• Problem requirements
Reproduce each entry exactly.

• Exercise materials
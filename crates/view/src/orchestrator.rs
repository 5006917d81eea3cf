//! Document load orchestration.
//!
//! Drives one logical document through its life cycle: resolve the saved
//! scroll position, display from cache through the interceptor, refresh
//! in the background, and hand scroll tracking back to the reader, all
//! without the reader's position ever visibly moving.
//!
//! Phases per document view:
//!
//! ```text
//! Init -> Loading(locked) -> Settling -> Live(tracking)
//! ```
//!
//! While the lock is held, every scroll/commit/progress notification is
//! answered by forcing the offset back to the restore target, overriding
//! the transient auto-scrolls the surface performs while laying out. A
//! refresh-triggered reload never re-asserts the lock; it captures and
//! reapplies the current offset directly.

use std::sync::Arc;
use std::time::Duration;

use tokio::sync::{mpsc, oneshot};
use tokio::time::Instant;
use url::Url;

use offpage_client::Transport;
use offpage_core::{ContentStore, Error, Point, PositionDb, addressing};

use crate::surface::{RenderSurface, SurfaceEvent};

#[derive(Debug, Clone, Copy, PartialEq)]
enum Phase {
    Init,
    Loading,
    Settling,
    Live,
}

/// Orchestrates the load/refresh/restore cycle for one document view.
pub struct DocumentLoader<S: RenderSurface> {
    surface: Arc<S>,
    content: ContentStore,
    positions: PositionDb,
    transport: Arc<dyn Transport>,
    url: Url,
    display_url: Url,
    settle: Duration,
    phase: Phase,
    target: Point,
    /// Offset captured around a refresh-triggered reload, reapplied until
    /// that reload finishes.
    preserve: Option<Point>,
}

impl<S: RenderSurface> DocumentLoader<S> {
    pub(crate) fn new(
        surface: Arc<S>,
        content: ContentStore,
        positions: PositionDb,
        transport: Arc<dyn Transport>,
        url: &str,
        settle: Duration,
    ) -> Result<Self, Error> {
        let url = addressing::canonicalize(url)?;
        let display_url = addressing::to_interception(&url)?;
        Ok(Self {
            surface,
            content,
            positions,
            transport,
            url,
            display_url,
            settle,
            phase: Phase::Init,
            target: Point::default(),
            preserve: None,
        })
    }

    /// The logical URL this loader drives.
    pub fn url(&self) -> &Url {
        &self.url
    }

    /// Drive the document until the event channel closes (teardown), then
    /// persist the final scroll offset.
    pub async fn run(mut self, mut events: mpsc::Receiver<SurfaceEvent>) {
        debug_assert_eq!(self.phase, Phase::Init);

        self.target = match self.positions.load(&self.url).await {
            Ok(point) => point,
            Err(e) => {
                tracing::warn!("position load failed for {}: {e}", self.url);
                Point::default()
            }
        };

        self.surface.load(&self.display_url);
        self.phase = Phase::Loading;
        tracing::debug!("loading {} with restore target ({}, {})", self.url, self.target.x, self.target.y);

        // One background refresh per document-load cycle, fetched directly
        // rather than through the interceptor.
        let (refresh_tx, mut refresh_rx) = oneshot::channel();
        {
            let transport = self.transport.clone();
            let content = self.content.clone();
            let url = self.url.clone();
            tokio::spawn(async move {
                let _ = refresh_tx.send(refresh(transport.as_ref(), &content, &url).await);
            });
        }
        let mut refresh_pending = true;

        let mut settle_deadline: Option<Instant> = None;

        loop {
            let deadline = settle_deadline.unwrap_or_else(|| Instant::now() + Duration::from_secs(60));
            tokio::select! {
                maybe = events.recv() => {
                    match maybe {
                        Some(event) => self.on_event(event, &mut settle_deadline).await,
                        None => break,
                    }
                }
                _ = tokio::time::sleep_until(deadline), if settle_deadline.is_some() => {
                    settle_deadline = None;
                    self.release_lock();
                }
                changed = &mut refresh_rx, if refresh_pending => {
                    refresh_pending = false;
                    if matches!(changed, Ok(true)) {
                        self.reload_preserving_offset();
                    }
                }
            }
        }

        // teardown: one final capture of wherever the reader ended up
        let offset = self.surface.scroll_offset();
        if let Err(e) = self.positions.save(&self.url, offset).await {
            tracing::warn!("final position save failed for {}: {e}", self.url);
        }
    }

    fn lock_held(&self) -> bool {
        matches!(self.phase, Phase::Loading | Phase::Settling)
    }

    async fn on_event(&mut self, event: SurfaceEvent, settle_deadline: &mut Option<Instant>) {
        match event {
            SurfaceEvent::WillStart => {
                tracing::trace!("navigation starting for {}", self.url);
            }
            SurfaceEvent::DidCommit => {
                if let Some(offset) = self.preserve {
                    self.surface.set_scroll_offset(offset);
                } else if self.lock_held() {
                    self.surface.set_scroll_offset(self.target);
                }
            }
            SurfaceEvent::DidFinish => {
                if let Some(offset) = self.preserve.take() {
                    self.surface.set_scroll_offset(offset);
                } else if self.phase == Phase::Loading {
                    self.phase = Phase::Settling;
                    *settle_deadline = Some(Instant::now() + self.settle);
                }
            }
            SurfaceEvent::ScrollChanged(offset) => {
                if self.lock_held() {
                    self.surface.set_scroll_offset(self.target);
                } else if self.phase == Phase::Live {
                    if let Err(e) = self.positions.save(&self.url, offset).await {
                        tracing::warn!("position save failed for {}: {e}", self.url);
                    }
                }
            }
            SurfaceEvent::DragBegan => {
                // the reader's gesture wins over the restore target
                if self.lock_held() {
                    *settle_deadline = None;
                    self.phase = Phase::Live;
                    tracing::debug!("reader drag released position lock for {}", self.url);
                }
            }
            SurfaceEvent::Progress(_) => {
                if self.lock_held() {
                    self.surface.set_scroll_offset(self.target);
                }
            }
        }
    }

    /// End of the settle window: one final authoritative scroll to the
    /// restore target, then live tracking.
    fn release_lock(&mut self) {
        if self.phase != Phase::Settling {
            return;
        }
        self.surface.set_scroll_offset(self.target);
        self.phase = Phase::Live;
        tracing::debug!("position lock released for {}", self.url);
    }

    /// A refresh found new content: reload the display URL with the
    /// current offset captured before and reapplied after the call, so
    /// the update never visibly moves the reader.
    fn reload_preserving_offset(&mut self) {
        let offset = self.surface.scroll_offset();
        self.surface.load(&self.display_url);
        self.surface.set_scroll_offset(offset);
        if !self.lock_held() {
            // the surface replaces content asynchronously; keep reapplying
            // through the reload's commit/finish
            self.preserve = Some(offset);
        }
        tracing::debug!("content changed, reloaded {}", self.url);
    }
}

/// Background refresh: fetch the logical URL directly and write through
/// only when the bytes differ. Failures are silent no-ops; the cached
/// copy keeps serving until the next load cycle.
async fn refresh(transport: &dyn Transport, content: &ContentStore, url: &Url) -> bool {
    let bytes = match transport.fetch(url).await {
        Ok(bytes) => bytes,
        Err(e) => {
            tracing::debug!("background refresh failed for {url}: {e}");
            return false;
        }
    };

    let key = match addressing::cache_key(url.as_str()) {
        Ok(key) => key,
        Err(e) => {
            tracing::warn!("no cache key for {url}: {e}");
            return false;
        }
    };

    match content.put_if_changed(&key, bytes).await {
        Ok(changed) => changed,
        Err(e) => {
            tracing::warn!("background refresh could not store {url}: {e}");
            false
        }
    }
}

• The completed task
filename crates/view/src/orchestrator.rs
repository 5006917d81eea3cf
//! Document load orchestration.
//!
//! Drives one logical document through its life cycle: resolve the saved
//! scroll position, display from cache through the interceptor, refresh
//! in the background, and hand scroll tracking back to the reader, all
//! without the reader's position ever visibly moving.
//!
//! Phases per document view:
//!
//! ```text
//! Init -> Loading(locked) -> Settling -> Live(tracking)
//! ```
//!
//! While the lock is held, every scroll/commit/progress notification is
//! answered by forcing the offset back to the restore target, overriding
//! the transient auto-scrolls the surface performs while laying out. A
//! refresh-triggered reload never re-asserts the lock; it captures and
//! reapplies the current offset directly.

use std::sync::Arc;
use std::time::Duration;

use tokio::sync::{mpsc, oneshot};
use tokio::time::Instant;
use url::Url;

use offpage_client::Transport;
use offpage_core::{ContentStore, Error, Point, PositionDb, addressing};

use crate::surface::{RenderSurface, SurfaceEvent};

#[derive(Debug, Clone, Copy, PartialEq)]
enum Phase {
    Init,
    Loading,
    Settling,
    Live,
}

/// Orchestrates the load/refresh/restore cycle for one document view.
pub struct DocumentLoader<S: RenderSurface> {
    surface: Arc<S>,
    content: ContentStore,
    positions: PositionDb,
    transport: Arc<dyn Transport>,
    url: Url,
    display_url: Url,
    settle: Duration,
    phase: Phase,
    target: Point,
    /// Offset captured around a refresh-triggered reload, reapplied until
    /// that reload finishes.
    preserve: Option<Point>,
}

impl<S: RenderSurface> DocumentLoader<S> {
    pub(crate) fn new(
        surface: Arc<S>,
        content: ContentStore,
        positions: PositionDb,
        transport: Arc<dyn Transport>,
        url: &str,
        settle: Duration,
    ) -> Result<Self, Error> {
        let url = addressing::canonicalize(url)?;
        let display_url = addressing::to_interception(&url)?;
        Ok(Self {
            surface,
            content,
            positions,
            transport,
            url,
            display_url,
            settle,
            phase: Phase::Init,
            target: Point::default(),
            preserve: None,
        })
    }

    /// The logical URL this loader drives.
    pub fn url(&self) -> &Url {
        &self.url
    }

    /// Drive the document until the event channel closes (teardown), then
    /// persist the final scroll offset.
    pub async fn run(mut self, mut events: mpsc::Receiver<SurfaceEvent>) {
        debug_assert_eq!(self.phase, Phase::Init);

        self.target = match self.positions.load(&self.url).await {
            Ok(point) => point,
            Err(e) => {
                tracing::warn!("position load failed for {}: {e}", self.url);
                Point::default()
            }
        };

        self.surface.load(&self.display_url);
        self.phase = Phase::Loading;
        tracing::debug!("loading {} with restore target ({}, {})", self.url, self.target.x, self.target.y);

        // One background refresh per document-load cycle, fetched directly
        // rather than through the interceptor.
        let (refresh_tx, mut refresh_rx) = oneshot::channel();
        {
            let transport = self.transport.clone();
            let content = self.content.clone();
            let url = self.url.clone();
            tokio::spawn(async move {
                let _ = refresh_tx.send(refresh(transport.as_ref(), &content, &url).await);
            });
        }
        let mut refresh_pending = true;

        let mut settle_deadline: Option<Instant> = None;

        loop {
            let deadline = settle_deadline.unwrap_or_else(|| Instant::now() + Duration::from_secs(60));
            tokio::select! {
                maybe = events.recv() => {
                    match maybe {
                        Some(event) => self.on_event(event, &mut settle_deadline).await,
                        None => break,
                    }
                }
                _ = tokio::time::sleep_until(deadline), if settle_deadline.is_some() => {
                    settle_deadline = None;
                    self.release_lock();
                }
                changed = &mut refresh_rx, if refresh_pending => {
                    refresh_pending = false;
                    if matches!(changed, Ok(true)) {
                        self.reload_preserving_offset();
                    }
                }
            }
        }

        // teardown: one final capture of wherever the reader ended up
        let offset = self.surface.scroll_offset();
        if let Err(e) = self.positions.save(&self.url, offset).await {
            tracing::warn!("final position save failed for {}: {e}", self.url);
        }
    }

    fn lock_held(&self) -> bool {
        matches!(self.phase, Phase::Loading | Phase::Settling)
    }

    async fn on_event(&mut self, event: SurfaceEvent, settle_deadline: &mut Option<Instant>) {
        match event {
            SurfaceEvent::WillStart => {
                tracing::trace!("navigation starting for {}", self.url);
            }
            SurfaceEvent::DidCommit => {
                if let Some(offset) = self.preserve {
                    self.surface.set_scroll_offset(offset);
                } else if self.lock_held() {
                    self.surface.set_scroll_offset(self.target);
                }
            }
            SurfaceEvent::DidFinish => {
                if let Some(offset) = self.preserve.take() {
                    self.surface.set_scroll_offset(offset);
                } else if self.phase == Phase::Loading {
                    self.phase = Phase::Settling;
                    *settle_deadline = Some(Instant::now() + self.settle);
                }
            }
            SurfaceEvent::ScrollChanged(offset) => {
                if self.lock_held() {
                    self.surface.set_scroll_offset(self.target);
                } else if self.phase == Phase::Live {
                    if let Err(e) = self.positions.save(&self.url, offset).await {
                        tracing::warn!("position save failed for {}: {e}", self.url);
                    }
                }
            }
            SurfaceEvent::DragBegan => {
                // the reader's gesture wins over the restore target
                if self.lock_held() {
                    *settle_deadline = None;
                    self.phase = Phase::Live;
                    tracing::debug!("reader drag released position lock for {}", self.url);
                }
            }
            SurfaceEvent::Progress(_) => {
                if self.lock_held() {
                    self.surface.set_scroll_offset(self.target);
                }
            }
        }
    }

    /// End of the settle window: one final authoritative scroll to the
    /// restore target, then live tracking.
    fn release_lock(&mut self) {
        if self.phase != Phase::Settling {
            return;
        }
        self.surface.set_scroll_offset(self.target);
        self.phase = Phase::Live;
        tracing::debug!("position lock released for {}", self.url);
    }

    /// A refresh found new content: reload the display URL with the
    /// current offset captured before and reapplied after the call, so
    /// the update never visibly moves the reader.
    fn reload_preserving_offset(&mut self) {
        let offset = self.surface.scroll_offset();
        self.surface.load(&self.display_url);
        self.surface.set_scroll_offset(offset);
        if !self.lock_held() {
            // the surface replaces content asynchronously; keep reapplying
            // through the reload's commit/finish
            self.preserve = Some(offset);
        }
        tracing::debug!("content changed, reloaded {}", self.url);
    }
}

/// Background refresh: fetch the logical URL directly and write through
/// only when the bytes differ. Failures are silent no-ops; the cached
/// copy keeps serving until the next load cycle.
async fn refresh(transport: &dyn Transport, content: &ContentStore, url: &Url) -> bool {
    let bytes = match transport.fetch(url).await {
        Ok(bytes) => bytes,
        Err(e) => {
            tracing::debug!("background refresh failed for {url}: {e}");
            return false;
        }
    };

    let key = match addressing::cache_key(url.as_str()) {
        Ok(key) => key,
        Err(e) => {
            tracing::warn!("no cache key for {url}: {e}");
            return false;
        }
    };

    match content.put_if_changed(&key, bytes).await {
        Ok(changed) => changed,
        Err(e) => {
            tracing::warn!("background refresh could not store {url}: {e}");
            false
        }
    }
}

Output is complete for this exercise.